First, Jansen explained the term “debt ceiling,” as well as the roles of both the U.S. Treasury and Congress. “[Hitting the debt ceiling] means that the Treasury has issued $31.4 trillion worth of debt and that [it] hit its legal authority. So, Congress has passed these debt limits in order to, basically, give the Treasury room to borrow, but there’s a limit, and when you reach that limit, the Treasury can’t borrow any more unless Congress increases the limit.”

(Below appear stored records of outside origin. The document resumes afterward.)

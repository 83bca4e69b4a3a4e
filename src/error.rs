use thiserror::Error;

/// Main error type for the planning pipeline
#[derive(Error, Debug)]
pub enum PlannerError {
    #[error("Configuration error: {0}")]
    Config(String),

    #[error("AI quota exhausted after {attempts} attempts")]
    QuotaExceeded { attempts: usize },

    #[error("Generation failed: {0}")]
    GenerationFailed(String),

    #[error("Malformed AI response: {0}")]
    MalformedResponse(String),

    #[error("No geocoding results found for `{0}`")]
    NoResultsFound(String),

    #[error("Routing failed: {0}")]
    RoutingFailed(String),

    #[error("Validation error on `{field}`: {message}")]
    Validation { field: String, message: String },

    #[error("Serialization error: {0}")]
    Serialization(#[from] serde_json::Error),

    #[error("Storage error: {0}")]
    Storage(String),

    #[error("Shared plan payload too large ({size} bytes, limit {limit})")]
    EncodingTooLarge { size: usize, limit: usize },

    #[error("Corrupt share link: {0}")]
    CorruptShareLink(String),

    #[error("Location unavailable: {0}")]
    LocationUnavailable(String),

    #[error("Another request for this stage is already in flight")]
    Busy,
}

/// Result type alias
pub type Result<T> = std::result::Result<T, PlannerError>;

impl PlannerError {
    /// Check if this error is worth retrying from the user's point of view
    pub fn is_retryable(&self) -> bool {
        matches!(
            self,
            PlannerError::QuotaExceeded { .. }
                | PlannerError::GenerationFailed(_)
                | PlannerError::RoutingFailed(_)
        )
    }

    /// Get the error code for structured responses
    pub fn error_code(&self) -> &'static str {
        match self {
            PlannerError::Config(_) => "CONFIG_ERROR",
            PlannerError::QuotaExceeded { .. } => "QUOTA_EXCEEDED",
            PlannerError::GenerationFailed(_) => "GENERATION_FAILED",
            PlannerError::MalformedResponse(_) => "MALFORMED_RESPONSE",
            PlannerError::NoResultsFound(_) => "NO_RESULTS_FOUND",
            PlannerError::RoutingFailed(_) => "ROUTING_FAILED",
            PlannerError::Validation { .. } => "VALIDATION_ERROR",
            PlannerError::Serialization(_) => "SERIALIZATION_ERROR",
            PlannerError::Storage(_) => "STORAGE_ERROR",
            PlannerError::EncodingTooLarge { .. } => "ENCODING_TOO_LARGE",
            PlannerError::CorruptShareLink(_) => "CORRUPT_SHARE_LINK",
            PlannerError::LocationUnavailable(_) => "LOCATION_UNAVAILABLE",
            PlannerError::Busy => "BUSY",
        }
    }

    /// Convert to a structured error payload
    pub fn to_error_payload(&self) -> serde_json::Value {
        serde_json::json!({
            "error": {
                "code": self.error_code(),
                "message": self.to_string(),
                "retryable": self.is_retryable()
            }
        })
    }
}

/// Field-scoped validation failure raised by the wizard's detail form.
///
/// These never reach the network layer; they block a stage transition and
/// carry a message tied to a single input field.
#[derive(Debug, Clone, PartialEq, Eq)]
pub struct FieldError {
    pub field: &'static str,
    pub message: String,
}

impl FieldError {
    pub fn new(field: &'static str, message: impl Into<String>) -> Self {
        Self {
            field,
            message: message.into(),
        }
    }
}

impl std::fmt::Display for FieldError {
    fn fmt(&self, f: &mut std::fmt::Formatter<'_>) -> std::fmt::Result {
        write!(f, "{}: {}", self.field, self.message)
    }
}

impl std::error::Error for FieldError {}

impl From<FieldError> for PlannerError {
    fn from(err: FieldError) -> Self {
        PlannerError::Validation {
            field: err.field.to_string(),
            message: err.message,
        }
    }
}
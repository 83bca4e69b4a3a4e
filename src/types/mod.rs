pub mod geo;
pub mod plan;

pub use geo::{BoundingBox, Coordinates, Route};
pub use plan::{
    Budget, Day, Destination, DestinationList, Hotel, ItineraryItem, Plan, PlanParams,
};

Hitting the debt ceiling, although concerning, is not a new phenomenon, but rather the consequences of overspending. “Congress has been passing budgets that are not balanced and we’ve been borrowing large amounts of money on an on-going basis for decades. Currently, our debt-to-GDP ratio is close to 100% and the Congressional Budget Office thinks that it will be 125% in the next decade, in the 2030s, and it will be 150% in the 2040s.” Jansen shared, “So, we’re continually needing to borrow more, because… as debt goes up, we have to have borrowing to cover that and Congress passes these limits and we’ve reached them.”
Using “extraordinary measures,” such as diverting contributions to federal and miliary retirement programs have delayed the issue until July, although action will then have to be taken. “Now, if we actually hit the debt ceiling and we literally ran out of extraordinary measures that we could use to avoid overspending, then Congress would have to make choices – we spend on interest on the debt, we spend on defense, we spend huge amounts on Medicare and Social Security and other entitlement programs and if we can’t borrow, then we have to cut spending somewhere else and Congress would have to decide where that “somewhere else” is,” said Jansen.